Collected data entries:
- - -

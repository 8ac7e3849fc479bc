use std::fs;

use crate::{
    domain::usecases::analysis_usecase::{AnalysisUsecase as _, AnalysisUsecaseImpl},
    entities::ProjectionAccuracyReport,
    errors::{Error, Result},
    presentation::table_printer::TablePrinter,
};

/// One rendered output table, ready to persist as `<name>.csv`.
#[derive(Debug, Clone, PartialEq, Eq)]
pub struct OutputTable {
    pub name: String,
    pub contents: String,
}

pub struct ProjectionAccuracyUtil {
    analysis_usecase: AnalysisUsecaseImpl,
    printer: TablePrinter,
}

impl ProjectionAccuracyUtil {
    pub fn new() -> Self {
        Self {
            analysis_usecase: AnalysisUsecaseImpl::new(),
            printer: TablePrinter::new(),
        }
    }

    /// Runs the full pipeline over the four input tables and renders every
    /// output table. All tables are computed and rendered before anything is
    /// returned, so a failure never yields a partial set.
    pub fn from_string(
        &self,
        actuals_csv: &str,
        baselines_csv: &str,
        changes_csv: &str,
        gdp_csv: &str,
    ) -> Result<(ProjectionAccuracyReport, Vec<OutputTable>)> {
        let report =
            self.analysis_usecase
                .from_string(actuals_csv, baselines_csv, changes_csv, gdp_csv)?;
        let tables = self.render(&report)?;
        Ok((report, tables))
    }

    pub fn from_file<P>(
        &self,
        actuals_csv: P,
        baselines_csv: P,
        changes_csv: P,
        gdp_csv: P,
    ) -> Result<(ProjectionAccuracyReport, Vec<OutputTable>)>
    where
        P: AsRef<std::path::Path>,
    {
        let report =
            self.analysis_usecase
                .from_file(actuals_csv, baselines_csv, changes_csv, gdp_csv)?;
        let tables = self.render(&report)?;
        Ok((report, tables))
    }

    /// Writes each rendered table to `<dir>/<name>.csv`.
    pub fn write_to_dir<P>(&self, tables: &[OutputTable], dir: P) -> Result<()>
    where
        P: AsRef<std::path::Path>,
    {
        for table in tables {
            let path = dir.as_ref().join(format!("{}.csv", table.name));
            fs::write(&path, &table.contents).map_err(|e| Error::WriteError {
                path: path.display().to_string(),
                source: e,
            })?;
        }
        Ok(())
    }

    fn render(&self, report: &ProjectionAccuracyReport) -> Result<Vec<OutputTable>> {
        let mut tables = Vec::with_capacity(report.components.len() * 3);
        for component_report in &report.components {
            let component = component_report.component;
            tables.push(OutputTable {
                name: self.printer.errors_table_name(component),
                contents: self
                    .printer
                    .print_projection_errors(&component_report.projection_errors, component)?,
            });
            tables.push(OutputTable {
                name: self.printer.summary_table_name(component),
                contents: self
                    .printer
                    .print_summary_stats(&component_report.summary_stats, component)?,
            });
            tables.push(OutputTable {
                name: self.printer.scaled_actuals_table_name(component),
                contents: self
                    .printer
                    .print_actuals_pct_gdp(&component_report.actuals_pct_gdp, component)?,
            });
        }
        Ok(tables)
    }
}

impl Default for ProjectionAccuracyUtil {
    fn default() -> Self {
        Self::new()
    }
}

- - -

What the task asks:
Exactly the lines running from the top of the records to the line that contains "pub struct OutputTable", inclusive, must be set down, and nothing more.

Result of the exercise:
repository 8ac7e3849fc479bc
use std::fs;

use crate::{
    domain::usecases::analysis_usecase::{AnalysisUsecase as _, AnalysisUsecaseImpl},
    entities::ProjectionAccuracyReport,
    errors::{Error, Result},
    presentation::table_printer::TablePrinter,
};

/// One rendered output table, ready to persist as `<name>.csv`.
#[derive(Debug, Clone, PartialEq, Eq)]
pub struct OutputTable {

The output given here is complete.